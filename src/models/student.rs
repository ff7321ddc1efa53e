//! Student record parsed from one row of the ranking table.

use serde::{Deserialize, Serialize};

/// Minimum number of cells a row must have to be mapped into a record.
pub const MIN_COLUMNS: usize = 16;

/// One row of the published ranking table.
///
/// Fields are filled by column position; header text is never consulted.
#[derive(Debug, Clone, Serialize, Deserialize, PartialEq, Eq, Default)]
pub struct StudentRecord {
    /// Row number as printed (column 0)
    pub number: String,

    /// Unique applicant code, compared as an exact string (column 1)
    pub code: String,

    /// Application priority (column 2)
    pub priority: String,

    /// Admission consent marker (column 3)
    pub admission_consent: String,

    /// Top passing priority (column 4)
    pub top_passing_priority: String,

    /// Raw text of the "is top passing priority" cell (column 5)
    pub eligibility_mark: String,

    /// Main top priority (column 6)
    pub main_top_priority: String,

    /// Total score text (column 7)
    pub total_score: String,

    /// Sum of subject scores (column 8)
    pub subject_score: String,

    /// Mathematics (column 9)
    pub math: String,

    /// Informatics / physics (column 10)
    pub informatics: String,

    /// Russian language (column 11)
    pub russian: String,

    /// Individual achievements (column 12)
    pub achievements: String,

    /// Basis for admission without exams (column 13)
    pub no_exam_basis: String,

    /// Preferential right, part 9 (column 14)
    pub preferential_right_9: String,

    /// Preferential right, part 10 (column 15)
    pub preferential_right_10: String,

    /// Offer number, present only on rows wider than the minimum (column 16)
    #[serde(default, skip_serializing_if = "Option::is_none")]
    pub offer_number: Option<String>,

    /// Whether the row counts toward rank
    pub eligible: bool,
}

impl StudentRecord {
    /// Build a record from trimmed cell texts.
    ///
    /// Returns `None` when fewer than [`MIN_COLUMNS`] cells are given.
    pub fn from_cells(cells: &[String], eligibility_glyph: &str) -> Option<Self> {
        if cells.len() < MIN_COLUMNS {
            return None;
        }

        let cell = |idx: usize| cells[idx].clone();
        let eligibility_mark = cell(5);
        let eligible = !eligibility_glyph.is_empty() && eligibility_mark.contains(eligibility_glyph);

        Some(Self {
            number: cell(0),
            code: cell(1),
            priority: cell(2),
            admission_consent: cell(3),
            top_passing_priority: cell(4),
            eligibility_mark,
            main_top_priority: cell(6),
            total_score: cell(7),
            subject_score: cell(8),
            math: cell(9),
            informatics: cell(10),
            russian: cell(11),
            achievements: cell(12),
            no_exam_basis: cell(13),
            preferential_right_9: cell(14),
            preferential_right_10: cell(15),
            offer_number: cells.get(16).cloned(),
            eligible,
        })
    }

    /// Total score as a number; unparsable text counts as zero.
    pub fn score(&self) -> u32 {
        self.total_score.trim().parse().unwrap_or(0)
    }
}
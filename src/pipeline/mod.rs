//! Pipeline entry points for rank watching.
//!
//! - `lookup`: Fetch the list and compute one applicant's position
//! - `detect`: Decide whether a newly published list superseded the last one
//! - `dispatch`: Fan update notifications out to subscribers
//! - `monitor`: Service tying the above to a background poll loop

pub mod detect;
pub mod dispatch;
pub mod lookup;
pub mod monitor;

pub use detect::{ChangeDetector, Detection};
pub use dispatch::{DispatchSummary, Dispatcher};
pub use lookup::{PositionLookup, report_for};
pub use monitor::{MonitorService, MonitorStatus, SubscribeOutcome, TickOutcome};
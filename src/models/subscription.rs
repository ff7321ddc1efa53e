//! Subscription data structures.

use serde::{Deserialize, Serialize};

/// Opaque notification target supplied by the transport (e.g. a chat id).
pub type RecipientId = i64;

/// A recipient watching one applicant code.
#[derive(Debug, Clone, Serialize, Deserialize, PartialEq, Eq, Hash)]
pub struct Subscription {
    pub recipient: RecipientId,
    pub code: String,
}
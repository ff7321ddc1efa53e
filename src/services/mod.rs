//! Service layer for the rank watcher.
//!
//! This module contains the building blocks of the lookup pipeline:
//! - Page fetching (`PageFetcher`, `HttpFetcher`)
//! - List extraction (`ListExtractor`, `MarkerExtractor`)
//! - Eligibility filtering and ranking (`filter_eligible`, `EligibleSubset`)
//! - Subscriptions (`SubscriptionRegistry`)
//! - Delivery (`Notifier`, `ConsoleNotifier`)

mod extractor;
mod fetcher;
mod notifier;
mod ranking;
mod registry;

pub use extractor::{ListExtractor, MarkerExtractor};
pub use fetcher::{HttpFetcher, PageFetcher};
pub use notifier::{ConsoleNotifier, Notifier};
pub use ranking::{EligibleSubset, filter_eligible};
pub use registry::SubscriptionRegistry;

━━━

_Exercise details_: Go back to the listing above. Copy word for word the lines from the one with "self.total_score.trim().parse().unwrap_or(0)" through the one with "filename src/services/mod.rs", and nothing more.

_Solved exercise_:
        self.total_score.trim().parse().unwrap_or(0)
    }
}
filename src/pipeline/mod.rs
//! Pipeline entry points for rank watching.
//!
//! - `lookup`: Fetch the list and compute one applicant's position
//! - `detect`: Decide whether a newly published list superseded the last one
//! - `dispatch`: Fan update notifications out to subscribers
//! - `monitor`: Service tying the above to a background poll loop

pub mod detect;
pub mod dispatch;
pub mod lookup;
pub mod monitor;

pub use detect::{ChangeDetector, Detection};
pub use dispatch::{DispatchSummary, Dispatcher};
pub use lookup::{PositionLookup, report_for};
pub use monitor::{MonitorService, MonitorStatus, SubscribeOutcome, TickOutcome};
filename src/models/subscription.rs
repository ff7321ddc1efa53e
//! Subscription data structures.

use serde::{Deserialize, Serialize};

/// Opaque notification target supplied by the transport (e.g. a chat id).
pub type RecipientId = i64;

/// A recipient watching one applicant code.
#[derive(Debug, Clone, Serialize, Deserialize, PartialEq, Eq, Hash)]
pub struct Subscription {
    pub recipient: RecipientId,
    pub code: String,
}
repository ff7321ddc1efa53e
filename src/services/mod.rs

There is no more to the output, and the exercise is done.